→ **Assignment**:
How many lines of the data contain the word "decisions"? Give only that number.

→ **Data supplied**:
....

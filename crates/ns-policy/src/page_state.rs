//! Per-tab navigation state and the session that guards it.

use crate::config::PolicyConfiguration;
use crate::scripts::ScriptSet;
use crate::scripts::ScriptToggleInstruction;
use crate::scripts::desired_scripts;
use crate::scripts::diff_scripts;
use ns_core::ErrorKind;
use ns_core::PolicyError;
use ns_core::PolicyResult;
use ns_shields::ShieldSettings;
use ns_url::SchemeFamily;
use ns_url::schemeless;
use std::collections::BTreeSet;
use std::sync::Mutex;
use std::sync::MutexGuard;
use std::sync::PoisonError;
use tracing::debug;
use tracing::trace;
use url::Url;

/// What is known about the document currently loading in a tab.
#[derive(Debug, Clone, PartialEq, Eq)]
pub struct PageData {
    main_frame_url: Url,
    subframe_urls: BTreeSet<Url>,
    active_scripts: ScriptSet,
    scripts_synced: bool,
}

impl PageData {
    pub fn new(main_frame_url: Url) -> Self {
        Self {
            main_frame_url,
            subframe_urls: BTreeSet::new(),
            active_scripts: ScriptSet::new(),
            scripts_synced: false,
        }
    }

    pub fn main_frame_url(&self) -> &Url {
        &self.main_frame_url
    }

    pub fn subframe_urls(&self) -> &BTreeSet<Url> {
        &self.subframe_urls
    }

    pub fn active_scripts(&self) -> &ScriptSet {
        &self.active_scripts
    }

    pub fn scripts_synced(&self) -> bool {
        self.scripts_synced
    }

    pub fn diff_scripts(&self, desired: &ScriptSet) -> Vec<ScriptToggleInstruction> {
        diff_scripts(&self.active_scripts, self.scripts_synced, desired)
    }

    fn record_scripts(&mut self, scripts: ScriptSet) {
        self.active_scripts = scripts;
        self.scripts_synced = true;
    }
}

/// State changes produced by a decision, applied under the session lock.
#[derive(Debug, Clone, Default, PartialEq, Eq)]
pub struct StatePatch {
    pub navigation_start: Option<Url>,
    pub frame_seen: Option<(Url, bool)>,
    pub active_scripts: Option<ScriptSet>,
    pub pending_https_upgrade: Option<String>,
}

impl StatePatch {
    pub fn is_empty(&self) -> bool {
        *self == Self::default()
    }
}

#[derive(Debug, Clone, Default, PartialEq, Eq)]
pub struct TabNavigationState {
    current_page_data: Option<PageData>,
    redirect_history: Vec<Url>,
    pending_download: bool,
    committed_url: Option<Url>,
    pending_https_upgrades: BTreeSet<String>,
    is_child_tab: bool,
    generation: u64,
}

impl TabNavigationState {
    pub fn new() -> Self {
        Self::default()
    }

    /// State for a tab opened by another tab.
    pub fn child() -> Self {
        Self {
            is_child_tab: true,
            ..Self::default()
        }
    }

    pub fn current_page_data(&self) -> Option<&PageData> {
        self.current_page_data.as_ref()
    }

    pub fn redirect_history(&self) -> &[Url] {
        &self.redirect_history
    }

    pub fn pending_download(&self) -> bool {
        self.pending_download
    }

    pub fn committed_url(&self) -> Option<&Url> {
        self.committed_url.as_ref()
    }

    pub fn pending_https_upgrades(&self) -> &BTreeSet<String> {
        &self.pending_https_upgrades
    }

    pub fn is_child_tab(&self) -> bool {
        self.is_child_tab
    }

    pub fn generation(&self) -> u64 {
        self.generation
    }

    /// Whether a navigation to `main_document_url` would start from fresh page data.
    pub fn would_reset(&self, main_document_url: &Url) -> bool {
        self.current_page_data
            .as_ref()
            .is_none_or(|page| page.main_frame_url != *main_document_url)
    }

    /// Resets page data when the main document changes. Returns true on reset.
    pub fn on_navigation_start(&mut self, main_document_url: &Url) -> bool {
        if !self.would_reset(main_document_url) {
            return false;
        }

        self.current_page_data = Some(PageData::new(main_document_url.clone()));
        self.bump_generation();
        trace!(url = %main_document_url, generation = self.generation, "page data reset");
        true
    }

    pub fn on_subresource_seen(&mut self, url: &Url, is_main_frame: bool) {
        if is_main_frame {
            if let Some(page) = self.current_page_data.as_mut() {
                page.main_frame_url = url.clone();
                return;
            }
            self.current_page_data = Some(PageData::new(url.clone()));
            return;
        }

        match self.current_page_data.as_mut() {
            Some(page) => {
                page.subframe_urls.insert(url.clone());
            }
            None => trace!(url = %url, "sub-frame seen before any main document"),
        }
    }

    /// Follows an `http` to `https` upgrade of a tracked frame.
    ///
    /// Returns the script changes for the main frame; sub-frame upgrades only
    /// rewrite the tracked URL.
    pub fn on_response_upgraded(
        &mut self,
        response_url: &Url,
        shields: &ShieldSettings,
        config: &PolicyConfiguration,
        adblock_ready: bool,
    ) -> Vec<ScriptToggleInstruction> {
        if SchemeFamily::of(response_url) != SchemeFamily::Https {
            return Vec::new();
        }

        let Some(page) = self.current_page_data.as_mut() else {
            return Vec::new();
        };

        let downgraded = page
            .subframe_urls
            .iter()
            .find(|url| is_upgrade_of(url, response_url))
            .cloned();
        if let Some(previous) = downgraded {
            page.subframe_urls.remove(&previous);
            page.subframe_urls.insert(response_url.clone());
        }

        if !is_upgrade_of(&page.main_frame_url, response_url) {
            return Vec::new();
        }

        page.main_frame_url = response_url.clone();
        let desired = desired_scripts(response_url, shields, config, adblock_ready);
        let instructions = page.diff_scripts(&desired);
        page.record_scripts(desired);
        debug!(url = %response_url, changed = instructions.len(), "main frame upgraded to https");
        instructions
    }

    pub fn apply(&mut self, patch: StatePatch) {
        if let Some(url) = &patch.navigation_start {
            self.on_navigation_start(url);
        }
        if let Some((url, is_main_frame)) = &patch.frame_seen {
            self.on_subresource_seen(url, *is_main_frame);
        }
        if let Some(scripts) = patch.active_scripts {
            if let Some(page) = self.current_page_data.as_mut() {
                page.record_scripts(scripts);
            }
        }
        if let Some(host) = patch.pending_https_upgrade {
            self.pending_https_upgrades.insert(host);
        }
    }

    /// Removes a pending upgrade for `host`. Returns whether one was pending.
    pub fn take_pending_https_upgrade(&mut self, host: &str) -> bool {
        self.pending_https_upgrades.remove(host)
    }

    pub fn take_pending_download(&mut self) -> bool {
        std::mem::take(&mut self.pending_download)
    }

    fn bump_generation(&mut self) -> u64 {
        self.generation = self.generation.wrapping_add(1);
        self.generation
    }
}

fn is_upgrade_of(tracked: &Url, upgraded: &Url) -> bool {
    SchemeFamily::of(tracked) == SchemeFamily::Http && schemeless(tracked) == schemeless(upgraded)
}

/// A tab's navigation state, shared between concurrent decisions.
///
/// The lock is never held across an await point.
#[derive(Debug, Default)]
pub struct TabSession {
    state: Mutex<TabNavigationState>,
}

impl TabSession {
    pub fn new() -> Self {
        Self::default()
    }

    pub fn child() -> Self {
        Self::with_state(TabNavigationState::child())
    }

    pub fn with_state(state: TabNavigationState) -> Self {
        Self {
            state: Mutex::new(state),
        }
    }

    pub fn snapshot(&self) -> TabNavigationState {
        self.lock().clone()
    }

    pub fn generation(&self) -> u64 {
        self.lock().generation
    }

    /// Starts a decision and returns the generation it belongs to.
    ///
    /// Main-frame decisions supersede everything issued before them.
    pub fn begin_decision(&self, is_main_frame: bool) -> u64 {
        let mut state = self.lock();
        if is_main_frame {
            state.bump_generation()
        } else {
            state.generation
        }
    }

    /// Runs `f` on the state if no newer decision or page reset happened since
    /// `generation` was captured.
    pub fn with_generation<R, F>(&self, generation: u64, f: F) -> PolicyResult<R>
    where
        F: FnOnce(&mut TabNavigationState) -> R,
    {
        let mut state = self.lock();
        if state.generation != generation {
            return Err(PolicyError::new(
                "policy.decision_stale",
                ErrorKind::StaleDecision,
                format!(
                    "decision from generation {generation} superseded by generation {}",
                    state.generation
                ),
            ));
        }
        Ok(f(&mut *state))
    }

    pub fn update<R, F>(&self, f: F) -> R
    where
        F: FnOnce(&mut TabNavigationState) -> R,
    {
        f(&mut *self.lock())
    }

    pub fn on_navigation_start(&self, main_document_url: &Url) -> bool {
        self.lock().on_navigation_start(main_document_url)
    }

    pub fn on_subresource_seen(&self, url: &Url, is_main_frame: bool) {
        self.lock().on_subresource_seen(url, is_main_frame);
    }

    pub fn did_receive_server_redirect(&self, url: &Url) {
        self.lock().redirect_history.push(url.clone());
    }

    pub fn did_commit(&self, url: &Url) {
        let mut state = self.lock();
        state.committed_url = Some(url.clone());
        trace!(url = %url, "navigation committed");
    }

    /// Ends the provisional load and hands back its server redirects.
    pub fn did_finish(&self) -> Vec<Url> {
        std::mem::take(&mut self.lock().redirect_history)
    }

    /// Like [`TabSession::did_finish`]; pending HTTPS upgrades are dropped too.
    pub fn did_fail(&self) -> Vec<Url> {
        let mut state = self.lock();
        state.pending_https_upgrades.clear();
        std::mem::take(&mut state.redirect_history)
    }

    /// The next response on this tab is downloaded instead of shown.
    pub fn mark_pending_download(&self) {
        self.lock().pending_download = true;
    }

    fn lock(&self) -> MutexGuard<'_, TabNavigationState> {
        self.state.lock().unwrap_or_else(PoisonError::into_inner)
    }
}

#[cfg(test)]
mod tests {
    use super::StatePatch;
    use super::TabNavigationState;
    use super::TabSession;
    use crate::config::PolicyConfiguration;
    use crate::scripts::ScriptKind;
    use crate::scripts::ScriptSet;
    use ns_core::ErrorKind;
    use ns_shields::ShieldDefaults;
    use ns_shields::ShieldSettings;
    use url::Url;

    fn url(input: &str) -> Url {
        match Url::parse(input) {
            Ok(value) => value,
            Err(error) => panic!("{input}: {error}"),
        }
    }

    fn subframe_count(state: &TabNavigationState) -> usize {
        state
            .current_page_data()
            .map_or(0, |page| page.subframe_urls().len())
    }

    #[test]
    fn same_main_document_keeps_subframes() {
        let mut state = TabNavigationState::new();
        let page = url("https://example.com/");
        assert!(state.on_navigation_start(&page));
        state.on_subresource_seen(&url("https://ads.example.net/frame"), false);
        let generation = state.generation();

        assert!(!state.on_navigation_start(&page));
        assert_eq!(subframe_count(&state), 1);
        assert_eq!(state.generation(), generation);

        assert!(state.on_navigation_start(&url("https://other.example/")));
        assert_eq!(subframe_count(&state), 0);
        assert!(state.generation() > generation);
    }

    #[test]
    fn patch_records_scripts_on_fresh_page() {
        let mut state = TabNavigationState::new();
        let page = url("http://example.com/");
        let scripts: ScriptSet = [ScriptKind::DeAmp].into_iter().collect();
        state.apply(StatePatch {
            navigation_start: Some(page.clone()),
            frame_seen: Some((page.clone(), true)),
            active_scripts: Some(scripts.clone()),
            pending_https_upgrade: Some("example.com".to_owned()),
        });

        let Some(data) = state.current_page_data() else {
            panic!("page data missing");
        };
        assert!(data.scripts_synced());
        assert_eq!(data.active_scripts(), &scripts);
        assert!(state.pending_https_upgrades().contains("example.com"));
        assert!(StatePatch::default().is_empty());
    }

    #[test]
    fn upgraded_main_frame_recomputes_scripts() {
        let mut state = TabNavigationState::new();
        let page = url("http://example.com/a");
        state.apply(StatePatch {
            navigation_start: Some(page.clone()),
            frame_seen: Some((page, true)),
            active_scripts: Some(ScriptSet::new()),
            pending_https_upgrade: None,
        });

        let shields = ShieldSettings::from_defaults(&ShieldDefaults::default());
        let config = PolicyConfiguration::default();
        let instructions =
            state.on_response_upgraded(&url("https://example.com/a"), &shields, &config, true);

        assert!(
            instructions
                .iter()
                .any(|instruction| instruction.kind == ScriptKind::RequestBlocking
                    && instruction.enabled)
        );
        assert_eq!(
            state.current_page_data().map(|page| page.main_frame_url().as_str()),
            Some("https://example.com/a")
        );

        let unrelated =
            state.on_response_upgraded(&url("https://example.com/b"), &shields, &config, true);
        assert!(unrelated.is_empty());
    }

    #[test]
    fn stale_generation_is_rejected() {
        let session = TabSession::new();
        let first = session.begin_decision(true);
        let second = session.begin_decision(true);
        assert!(second > first);

        let stale = session.with_generation(first, |_| ());
        assert!(stale.is_err());
        if let Err(error) = stale {
            assert_eq!(error.kind, ErrorKind::StaleDecision);
        }
        assert!(session.with_generation(second, |_| ()).is_ok());

        let sub_frame = session.begin_decision(false);
        assert_eq!(sub_frame, second);
    }

    #[test]
    fn lifecycle_hands_back_redirects() {
        let session = TabSession::child();
        session.did_receive_server_redirect(&url("https://a.example/"));
        session.did_receive_server_redirect(&url("https://b.example/"));
        assert_eq!(session.did_finish().len(), 2);
        assert!(session.did_fail().is_empty());

        session.did_commit(&url("https://b.example/"));
        session.mark_pending_download();
        let snapshot = session.snapshot();
        assert!(snapshot.is_child_tab());
        assert!(snapshot.pending_download());
        assert_eq!(
            snapshot.committed_url().map(Url::as_str),
            Some("https://b.example/")
        );
    }
}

....

→ **Solution to this problem**:
2